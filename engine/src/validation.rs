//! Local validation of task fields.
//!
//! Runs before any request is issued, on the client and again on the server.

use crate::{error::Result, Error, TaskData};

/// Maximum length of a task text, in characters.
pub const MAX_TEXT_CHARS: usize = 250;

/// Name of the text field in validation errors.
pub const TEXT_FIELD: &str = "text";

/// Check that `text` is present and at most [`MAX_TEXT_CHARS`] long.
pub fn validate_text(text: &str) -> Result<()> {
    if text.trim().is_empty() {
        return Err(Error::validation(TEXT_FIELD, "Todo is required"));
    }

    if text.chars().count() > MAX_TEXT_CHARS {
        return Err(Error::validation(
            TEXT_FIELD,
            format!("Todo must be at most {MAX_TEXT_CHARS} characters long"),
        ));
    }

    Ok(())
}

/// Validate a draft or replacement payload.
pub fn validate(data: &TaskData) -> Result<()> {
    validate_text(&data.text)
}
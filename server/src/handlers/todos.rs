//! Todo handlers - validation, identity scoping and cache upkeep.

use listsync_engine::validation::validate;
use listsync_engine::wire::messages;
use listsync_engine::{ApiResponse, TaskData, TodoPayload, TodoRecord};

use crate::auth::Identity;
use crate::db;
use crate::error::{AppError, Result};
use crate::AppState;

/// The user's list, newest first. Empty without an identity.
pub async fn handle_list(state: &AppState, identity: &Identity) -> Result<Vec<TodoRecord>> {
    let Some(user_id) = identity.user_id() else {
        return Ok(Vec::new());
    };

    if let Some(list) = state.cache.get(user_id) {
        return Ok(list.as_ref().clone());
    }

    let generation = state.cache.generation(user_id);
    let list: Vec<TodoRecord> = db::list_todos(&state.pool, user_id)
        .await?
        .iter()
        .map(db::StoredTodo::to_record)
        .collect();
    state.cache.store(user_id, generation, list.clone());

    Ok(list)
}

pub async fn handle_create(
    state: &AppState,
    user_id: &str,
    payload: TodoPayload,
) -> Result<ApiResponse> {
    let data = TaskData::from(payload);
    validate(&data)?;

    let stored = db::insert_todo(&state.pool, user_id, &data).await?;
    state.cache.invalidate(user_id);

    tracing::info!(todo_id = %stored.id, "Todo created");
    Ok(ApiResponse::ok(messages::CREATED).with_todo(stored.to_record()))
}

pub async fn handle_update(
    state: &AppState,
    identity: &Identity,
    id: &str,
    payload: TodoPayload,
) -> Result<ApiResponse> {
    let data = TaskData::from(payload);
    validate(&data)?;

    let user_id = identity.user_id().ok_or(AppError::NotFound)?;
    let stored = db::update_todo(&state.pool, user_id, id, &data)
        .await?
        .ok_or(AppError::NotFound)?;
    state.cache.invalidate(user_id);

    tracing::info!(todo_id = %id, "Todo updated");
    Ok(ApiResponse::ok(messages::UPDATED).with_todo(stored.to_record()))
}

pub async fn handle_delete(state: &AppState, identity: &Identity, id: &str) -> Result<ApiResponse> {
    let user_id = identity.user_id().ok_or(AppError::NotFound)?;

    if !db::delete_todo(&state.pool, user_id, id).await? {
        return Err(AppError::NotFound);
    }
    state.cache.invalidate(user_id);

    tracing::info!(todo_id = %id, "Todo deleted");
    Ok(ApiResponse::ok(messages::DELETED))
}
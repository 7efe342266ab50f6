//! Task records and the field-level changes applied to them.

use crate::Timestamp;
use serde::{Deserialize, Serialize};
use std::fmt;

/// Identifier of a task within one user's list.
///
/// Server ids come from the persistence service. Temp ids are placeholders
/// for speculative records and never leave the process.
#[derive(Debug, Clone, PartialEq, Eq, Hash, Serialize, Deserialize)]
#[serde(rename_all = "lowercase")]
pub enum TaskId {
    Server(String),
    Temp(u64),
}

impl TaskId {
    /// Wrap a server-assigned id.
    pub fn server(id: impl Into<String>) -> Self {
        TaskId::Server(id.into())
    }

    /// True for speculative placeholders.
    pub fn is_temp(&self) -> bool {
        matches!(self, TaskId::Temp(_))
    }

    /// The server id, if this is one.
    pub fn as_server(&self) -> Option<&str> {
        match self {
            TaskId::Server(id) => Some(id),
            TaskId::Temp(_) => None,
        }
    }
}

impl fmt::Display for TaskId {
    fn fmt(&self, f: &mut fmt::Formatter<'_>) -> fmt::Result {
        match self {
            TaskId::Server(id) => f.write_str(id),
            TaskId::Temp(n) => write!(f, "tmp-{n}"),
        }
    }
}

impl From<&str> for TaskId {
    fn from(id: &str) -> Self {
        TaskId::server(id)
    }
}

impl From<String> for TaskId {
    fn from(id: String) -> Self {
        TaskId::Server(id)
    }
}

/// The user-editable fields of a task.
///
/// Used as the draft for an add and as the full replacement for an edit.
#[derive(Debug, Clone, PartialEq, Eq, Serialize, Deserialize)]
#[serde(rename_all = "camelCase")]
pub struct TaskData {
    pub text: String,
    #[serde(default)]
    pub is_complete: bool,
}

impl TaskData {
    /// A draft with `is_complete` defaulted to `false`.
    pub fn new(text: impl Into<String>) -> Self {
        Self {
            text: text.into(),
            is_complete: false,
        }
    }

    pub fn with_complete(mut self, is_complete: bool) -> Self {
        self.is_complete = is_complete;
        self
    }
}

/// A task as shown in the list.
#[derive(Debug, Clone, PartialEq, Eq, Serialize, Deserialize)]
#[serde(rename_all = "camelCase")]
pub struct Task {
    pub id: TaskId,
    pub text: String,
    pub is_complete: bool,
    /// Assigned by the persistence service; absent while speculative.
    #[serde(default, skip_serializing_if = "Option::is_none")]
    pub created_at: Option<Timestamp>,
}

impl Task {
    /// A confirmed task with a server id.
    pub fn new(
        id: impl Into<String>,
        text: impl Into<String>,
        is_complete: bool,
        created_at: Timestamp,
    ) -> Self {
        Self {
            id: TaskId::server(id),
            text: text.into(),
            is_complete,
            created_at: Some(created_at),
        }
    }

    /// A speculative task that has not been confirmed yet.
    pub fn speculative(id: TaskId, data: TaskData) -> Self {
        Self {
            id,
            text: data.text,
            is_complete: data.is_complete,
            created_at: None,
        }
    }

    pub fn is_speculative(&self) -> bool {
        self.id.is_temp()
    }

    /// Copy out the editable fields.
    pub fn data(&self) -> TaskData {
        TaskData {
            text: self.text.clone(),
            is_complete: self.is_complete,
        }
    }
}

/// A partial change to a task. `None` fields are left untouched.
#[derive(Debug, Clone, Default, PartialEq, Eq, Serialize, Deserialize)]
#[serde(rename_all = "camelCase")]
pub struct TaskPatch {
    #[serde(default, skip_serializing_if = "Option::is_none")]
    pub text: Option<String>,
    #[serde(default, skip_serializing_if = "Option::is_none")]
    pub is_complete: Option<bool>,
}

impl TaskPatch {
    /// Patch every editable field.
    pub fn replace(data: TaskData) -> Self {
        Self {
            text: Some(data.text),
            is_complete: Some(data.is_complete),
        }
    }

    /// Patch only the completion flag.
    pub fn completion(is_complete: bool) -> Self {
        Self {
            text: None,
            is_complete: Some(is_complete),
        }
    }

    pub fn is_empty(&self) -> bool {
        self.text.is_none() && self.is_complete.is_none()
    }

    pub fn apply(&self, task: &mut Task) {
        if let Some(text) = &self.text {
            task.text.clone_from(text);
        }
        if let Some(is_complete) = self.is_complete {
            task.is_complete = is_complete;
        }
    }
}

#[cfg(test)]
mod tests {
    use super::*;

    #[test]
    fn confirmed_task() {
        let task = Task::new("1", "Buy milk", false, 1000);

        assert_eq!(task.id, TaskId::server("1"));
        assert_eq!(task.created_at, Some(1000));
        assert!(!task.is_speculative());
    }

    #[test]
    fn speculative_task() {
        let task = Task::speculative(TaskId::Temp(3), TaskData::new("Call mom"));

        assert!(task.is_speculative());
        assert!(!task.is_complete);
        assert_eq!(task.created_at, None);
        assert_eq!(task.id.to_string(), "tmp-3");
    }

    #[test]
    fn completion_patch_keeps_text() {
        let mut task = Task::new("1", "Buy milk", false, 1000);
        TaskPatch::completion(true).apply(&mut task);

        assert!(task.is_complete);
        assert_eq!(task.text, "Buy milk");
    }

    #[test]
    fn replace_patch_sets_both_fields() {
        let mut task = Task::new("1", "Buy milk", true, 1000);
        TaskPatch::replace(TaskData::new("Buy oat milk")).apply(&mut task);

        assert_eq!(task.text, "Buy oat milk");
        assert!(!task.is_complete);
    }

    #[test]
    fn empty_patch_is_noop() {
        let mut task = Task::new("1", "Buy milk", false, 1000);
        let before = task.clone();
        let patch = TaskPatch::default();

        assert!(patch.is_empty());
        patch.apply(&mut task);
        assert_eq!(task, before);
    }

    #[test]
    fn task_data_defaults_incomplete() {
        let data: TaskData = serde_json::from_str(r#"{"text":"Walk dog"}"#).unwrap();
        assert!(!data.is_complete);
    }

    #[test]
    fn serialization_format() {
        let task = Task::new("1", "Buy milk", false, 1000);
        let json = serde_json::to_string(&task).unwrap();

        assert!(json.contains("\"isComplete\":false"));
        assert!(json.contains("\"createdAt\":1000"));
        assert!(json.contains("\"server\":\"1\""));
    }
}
* * *
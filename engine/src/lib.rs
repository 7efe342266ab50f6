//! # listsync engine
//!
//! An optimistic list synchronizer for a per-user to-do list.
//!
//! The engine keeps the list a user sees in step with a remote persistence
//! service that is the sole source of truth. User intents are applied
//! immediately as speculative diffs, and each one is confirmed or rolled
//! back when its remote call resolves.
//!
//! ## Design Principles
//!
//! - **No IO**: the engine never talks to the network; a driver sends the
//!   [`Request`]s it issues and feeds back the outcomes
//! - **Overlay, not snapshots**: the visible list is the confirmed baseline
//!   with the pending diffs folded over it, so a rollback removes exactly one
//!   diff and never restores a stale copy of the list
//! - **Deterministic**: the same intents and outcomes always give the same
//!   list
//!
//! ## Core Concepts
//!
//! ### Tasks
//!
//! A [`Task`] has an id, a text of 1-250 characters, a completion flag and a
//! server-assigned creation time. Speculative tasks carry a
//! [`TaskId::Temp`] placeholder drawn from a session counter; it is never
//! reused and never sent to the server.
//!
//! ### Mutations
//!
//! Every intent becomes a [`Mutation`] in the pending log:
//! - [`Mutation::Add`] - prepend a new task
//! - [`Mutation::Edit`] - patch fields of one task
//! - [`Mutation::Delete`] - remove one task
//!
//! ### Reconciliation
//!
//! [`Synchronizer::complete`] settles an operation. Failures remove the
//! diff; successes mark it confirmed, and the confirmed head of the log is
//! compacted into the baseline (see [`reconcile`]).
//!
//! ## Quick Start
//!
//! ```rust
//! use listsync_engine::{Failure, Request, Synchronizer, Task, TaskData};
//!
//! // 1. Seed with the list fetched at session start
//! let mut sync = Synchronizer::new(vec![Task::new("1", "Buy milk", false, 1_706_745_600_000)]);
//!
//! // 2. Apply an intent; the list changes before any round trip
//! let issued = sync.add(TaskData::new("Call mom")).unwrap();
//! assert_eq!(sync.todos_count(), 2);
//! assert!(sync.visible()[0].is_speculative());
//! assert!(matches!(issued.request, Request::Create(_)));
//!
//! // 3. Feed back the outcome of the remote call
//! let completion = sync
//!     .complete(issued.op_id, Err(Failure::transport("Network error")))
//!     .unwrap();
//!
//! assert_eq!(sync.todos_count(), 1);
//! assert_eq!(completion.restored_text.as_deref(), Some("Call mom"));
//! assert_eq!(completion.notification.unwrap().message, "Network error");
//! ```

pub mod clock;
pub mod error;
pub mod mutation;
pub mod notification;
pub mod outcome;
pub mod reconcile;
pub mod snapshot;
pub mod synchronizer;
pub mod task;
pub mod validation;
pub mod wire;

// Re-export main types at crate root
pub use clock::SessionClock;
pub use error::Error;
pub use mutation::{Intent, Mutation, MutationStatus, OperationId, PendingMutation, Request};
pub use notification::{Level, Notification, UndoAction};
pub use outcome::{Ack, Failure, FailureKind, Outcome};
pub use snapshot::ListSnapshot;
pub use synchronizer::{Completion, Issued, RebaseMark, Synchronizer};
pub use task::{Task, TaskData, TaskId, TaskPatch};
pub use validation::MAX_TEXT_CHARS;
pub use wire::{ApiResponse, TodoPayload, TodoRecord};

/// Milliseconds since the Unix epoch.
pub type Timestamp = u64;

#### What needs to be done:
Restate word for word the lines of the data above, starting at the line containing "filename engine/src/validation.rs" and ending at the line containing "use crate::db;", both included, and nothing more.

#### Exercise solution:
filename engine/src/validation.rs
//! Local validation of task fields.
//!
//! Runs before any request is issued, on the client and again on the server.

use crate::{error::Result, Error, TaskData};

/// Maximum length of a task text, in characters.
pub const MAX_TEXT_CHARS: usize = 250;

/// Name of the text field in validation errors.
pub const TEXT_FIELD: &str = "text";

/// Check that `text` is present and at most [`MAX_TEXT_CHARS`] long.
pub fn validate_text(text: &str) -> Result<()> {
    if text.trim().is_empty() {
        return Err(Error::validation(TEXT_FIELD, "Todo is required"));
    }

    if text.chars().count() > MAX_TEXT_CHARS {
        return Err(Error::validation(
            TEXT_FIELD,
            format!("Todo must be at most {MAX_TEXT_CHARS} characters long"),
        ));
    }

    Ok(())
}

/// Validate a draft or replacement payload.
pub fn validate(data: &TaskData) -> Result<()> {
    validate_text(&data.text)
}
filename server/src/handlers/todos.rs
//! Todo handlers - validation, identity scoping and cache upkeep.

use listsync_engine::validation::validate;
use listsync_engine::wire::messages;
use listsync_engine::{ApiResponse, TaskData, TodoPayload, TodoRecord};

use crate::auth::Identity;
use crate::db;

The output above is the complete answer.